Fig 1.
Multiscale model for thrombus growth under flow.
The multiscale simulation of thrombus growth under flow required simultaneous solutions of the instantaneous velocity field over a complex and evolving platelet boundary by LB, concentration fields of ADP and TXA2 by FVM, individual intracellular platelet state ([Ca]i) and release reactions (R) for ADP and TXA2 by NN, and all platelet positions and adhesion/detachment by LKMC.
Fig 2.
Simulation results of platelet aggregation under flow in the microfluidic device.
Schematic of the microfluidic device geometry: (A) oblique view and (D) side view. Inlet flow: 200s-1; reactive surface containing collagen and TF: red bar. (B,E) Platelet activation (blue indicates inactivated and red, fully activated) and deposition after 400 seconds. (C) Dynamics of platelet aggregate count observed over time. Released (F) ADP and (G) TXA2, and (H) the local shear rate contours plotted along the center of the channel after 400 seconds.
Fig 3.
Comparison between prior 2D simulations and present 3D simulations.

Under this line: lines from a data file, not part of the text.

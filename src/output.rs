//! Structured output
//!
//! Two machine-readable surfaces: a single JSON envelope on stdout when
//! `--json` is set, and an NDJSON progress stream when `--events` is set.
//! Both are versioned independently of the CLI so GUI consumers can pin
//! against the schema rather than the binary.

use chrono::{DateTime, Utc};
use serde::Serialize;
use serde_json::{json, Value};
use std::fs::File;
use std::io::Write;
use std::path::Path;

/// Version of the envelope and event schemas
pub const SCHEMA_VERSION: u32 = 1;

// ============================================================================
// Envelope
// ============================================================================

/// The one-object-per-invocation result contract
#[derive(Debug, Serialize)]
#[serde(rename_all = "camelCase")]
pub struct Envelope {
    pub schema_version: u32,
    pub cli_version: &'static str,
    pub command: String,
    pub run_id: String,
    pub timestamp_utc: DateTime<Utc>,
    /// False for fatal errors and for partial failures alike
    pub success: bool,
    #[serde(skip_serializing_if = "Option::is_none")]
    pub data: Option<Value>,
    /// Non-null iff the run failed fatally; partial failures keep this
    /// null and describe themselves in `data`
    pub error: Option<ErrorObject>,
}

/// Structured error payload
#[derive(Debug, Serialize)]
#[serde(rename_all = "camelCase")]
pub struct ErrorObject {
    pub code: String,
    pub message: String,
    #[serde(skip_serializing_if = "Option::is_none")]
    pub detail: Option<String>,
    #[serde(skip_serializing_if = "Option::is_none")]
    pub remediation: Option<String>,
    #[serde(skip_serializing_if = "Option::is_none")]
    pub docs_key: Option<String>,
}

impl Envelope {
    pub fn ok(command: &str, run_id: &str, success: bool, data: Value) -> Self {
        Self {
            schema_version: SCHEMA_VERSION,
            cli_version: env!("CARGO_PKG_VERSION"),
            command: command.to_string(),
            run_id: run_id.to_string(),
            timestamp_utc: Utc::now(),
            success,
            data: Some(data),
            error: None,
        }
    }

    pub fn fatal(command: &str, run_id: &str, error: ErrorObject) -> Self {
        Self {
            schema_version: SCHEMA_VERSION,
            cli_version: env!("CARGO_PKG_VERSION"),
            command: command.to_string(),
            run_id: run_id.to_string(),
            timestamp_utc: Utc::now(),
            success: false,
            data: None,
            error: Some(error),
        }
    }

    pub fn print(&self) {
        // Envelope serialization cannot fail: every field is a plain value
        if let Ok(rendered) = serde_json::to_string_pretty(self) {
            println!("{rendered}");
        }
    }
}

/// Map a fatal error chain to the structured error payload
pub fn error_object(err: &anyhow::Error) -> ErrorObject {
    let code = error_code(err);
    let detail = err.chain().nth(1).map(std::string::ToString::to_string);
    ErrorObject {
        message: err.to_string(),
        detail,
        remediation: remediation(code).map(String::from),
        docs_key: Some(format!("errors/{code}")),
        code: code.to_string(),
    }
}

fn error_code(err: &anyhow::Error) -> &'static str {
    if let Some(e) = err.downcast_ref::<engine::Error>() {
        return e.code();
    }
    if let Some(e) = err.downcast_ref::<manifest::Error>() {
        return e.code();
    }
    if let Some(e) = err.downcast_ref::<state::Error>() {
        return e.code();
    }
    if let Some(e) = err.downcast_ref::<restore::Error>() {
        return e.code();
    }
    if let Some(e) = err.downcast_ref::<std::io::Error>() {
        if e.kind() == std::io::ErrorKind::PermissionDenied {
            return "PermissionDenied";
        }
    }
    "InternalError"
}

fn remediation(code: &str) -> Option<&'static str> {
    match code {
        "ManifestNotFound" => Some("check the --manifest path and --manifests-root"),
        "ManifestParseError" => Some("fix the syntax error reported in the message"),
        "ManifestValidationError" => Some("the manifest must declare version 1 and an apps list"),
        "PlanNotFound" => Some("generate a plan first with 'forja plan'"),
        "DriverUnavailable" => Some("install the package-manager backend or pick another driver"),
        "PermissionDenied" => Some("re-run with sufficient privileges"),
        "SchemaIncompatible" => Some("this state file was written by a newer version"),
        _ => None,
    }
}

// ============================================================================
// NDJSON events
// ============================================================================

/// Streaming progress sink: one JSON object per line
///
/// The first event of a run is always `phase` and the last is always
/// `summary`; `item` and `artifact` events land in between. A disabled
/// sink swallows everything.
pub struct EventSink {
    writer: Option<Box<dyn Write>>,
}

impl EventSink {
    /// `None` disables the sink; `-` streams to stderr; anything else is
    /// a file path, truncated on open
    pub fn open(target: Option<&str>) -> anyhow::Result<Self> {
        let writer: Option<Box<dyn Write>> = match target {
            None => None,
            Some("-") => Some(Box::new(std::io::stderr())),
            Some(path) => Some(Box::new(File::create(Path::new(path))?)),
        };
        Ok(Self { writer })
    }

    pub fn phase(&mut self, name: &str) {
        self.emit("phase", json!({ "name": name }));
    }

    pub fn item(&mut self, fields: Value) {
        self.emit("item", fields);
    }

    pub fn artifact(&mut self, kind: &str, path: &Path) {
        self.emit("artifact", json!({ "kind": kind, "path": path.display().to_string() }));
    }

    pub fn summary(&mut self, fields: Value) {
        self.emit("summary", fields);
    }

    fn emit(&mut self, event: &str, mut fields: Value) {
        let Some(writer) = self.writer.as_mut() else {
            return;
        };
        let mut line = json!({
            "version": SCHEMA_VERSION,
            "event": event,
            "timestamp": Utc::now(),
        });
        if let (Some(base), Some(extra)) = (line.as_object_mut(), fields.as_object_mut()) {
            base.append(extra);
        }
        // A broken pipe on the event stream must not fail the run
        if writeln!(writer, "{line}").is_err() {
            log::warn!("event stream write failed, disabling sink");
            self.writer = None;
        }
    }
}

// ============================================================================
// Exit codes
// ============================================================================

/// Exit code for a completed (non-fatal) run
pub fn completion_code(success: bool) -> i32 {
    if success { 0 } else { 2 }
}

/// Exit code for a fatal error
pub const FATAL_CODE: i32 = 1;

#[cfg(test)]
mod tests {
    use super::*;

    #[test]
    fn envelope_success_has_null_error() {
        let env = Envelope::ok("apply", "20250101-120000", true, json!({ "counts": {} }));
        let v: Value = serde_json::to_value(&env).unwrap();
        assert_eq!(v["schemaVersion"], 1);
        assert_eq!(v["command"], "apply");
        assert_eq!(v["success"], true);
        assert!(v["error"].is_null());
        assert!(v["data"].is_object());
    }

    #[test]
    fn partial_failure_keeps_error_null() {
        let env = Envelope::ok("apply", "r", false, json!({ "counts": { "failed": 1 } }));
        let v: Value = serde_json::to_value(&env).unwrap();
        assert_eq!(v["success"], false);
        assert!(v["error"].is_null());
        assert_eq!(completion_code(false), 2);
    }

    #[test]
    fn fatal_error_maps_code_and_remediation() {
        let err = anyhow::Error::from(engine::Error::PlanNotFound("p.json".into()));
        let obj = error_object(&err);
        assert_eq!(obj.code, "PlanNotFound");
        assert!(obj.remediation.unwrap().contains("forja plan"));
        assert_eq!(obj.docs_key.as_deref(), Some("errors/PlanNotFound"));
    }

    #[test]
    fn unknown_errors_fall_back_to_internal() {
        let err = anyhow::anyhow!("something odd");
        assert_eq!(error_object(&err).code, "InternalError");
    }

    #[test]
    fn events_stream_one_object_per_line() {
        let dir = tempfile::TempDir::new().unwrap();
        let path = dir.path().join("events.ndjson");
        let mut sink = EventSink::open(Some(path.to_str().unwrap())).unwrap();
        sink.phase("resolve");
        sink.item(json!({ "appId": "git", "status": "installed" }));
        sink.summary(json!({ "total": 1 }));
        drop(sink);

        let content = std::fs::read_to_string(&path).unwrap();
        let lines: Vec<Value> = content
            .lines()
            .map(|l| serde_json::from_str(l).unwrap())
            .collect();
        assert_eq!(lines.len(), 3);
        assert_eq!(lines[0]["event"], "phase");
        assert_eq!(lines[1]["appId"], "git");
        assert_eq!(lines[2]["event"], "summary");
        assert_eq!(lines[0]["version"], 1);
    }

    #[test]
    fn disabled_sink_is_inert() {
        let mut sink = EventSink::open(None).unwrap();
        sink.phase("resolve");
        sink.summary(json!({}));
    }
}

(A) Thrombus morphology observed in 2D simulations (top) showing highly dendritic aggregate growth. A clot remodeling scheme was required in 2D to obtain a realistic morphology (middle). Thrombus morphology observed in 3D without employing a remodeling scheme (bottom). (B) Thrombus morphology observed in present work in 3D. Dendritic aggregate formation is drastically reduced due to realistic platelet trajectories in 3D, as evidenced by flow streamlines (black lines) that show flow around aggregates.
Fig 4.
Comparison between model predictions and typical clot morphologies observed in microfluidic perfusion experiments.
(A) Model predictions of deposited platelets (gray) agree well with fluorescent micrographs of thrombi observed over time in experiments (red). (B) Comparison between model predictions and clot heights observed in microfluidic perfusion experiments. Profiles represent average aggregate height determined using vertical line scans in the direction of flow over collagen or collagen with TF.
Fig 5.
Comparison between thrombus growth dynamics observed in experiments and multiscale simulations under different agonist conditions.
(A) Measured platelet deposition in the presence of aspirin, indomethacin, MRS 2179 and iloprost treatment by Flamm et al. and (B) corresponding multiscale simulations with no TXA2, no ADP and iloprost stimulation.
Fig 6.
Simulation results of platelet aggregation under flow in a cylindrical tube.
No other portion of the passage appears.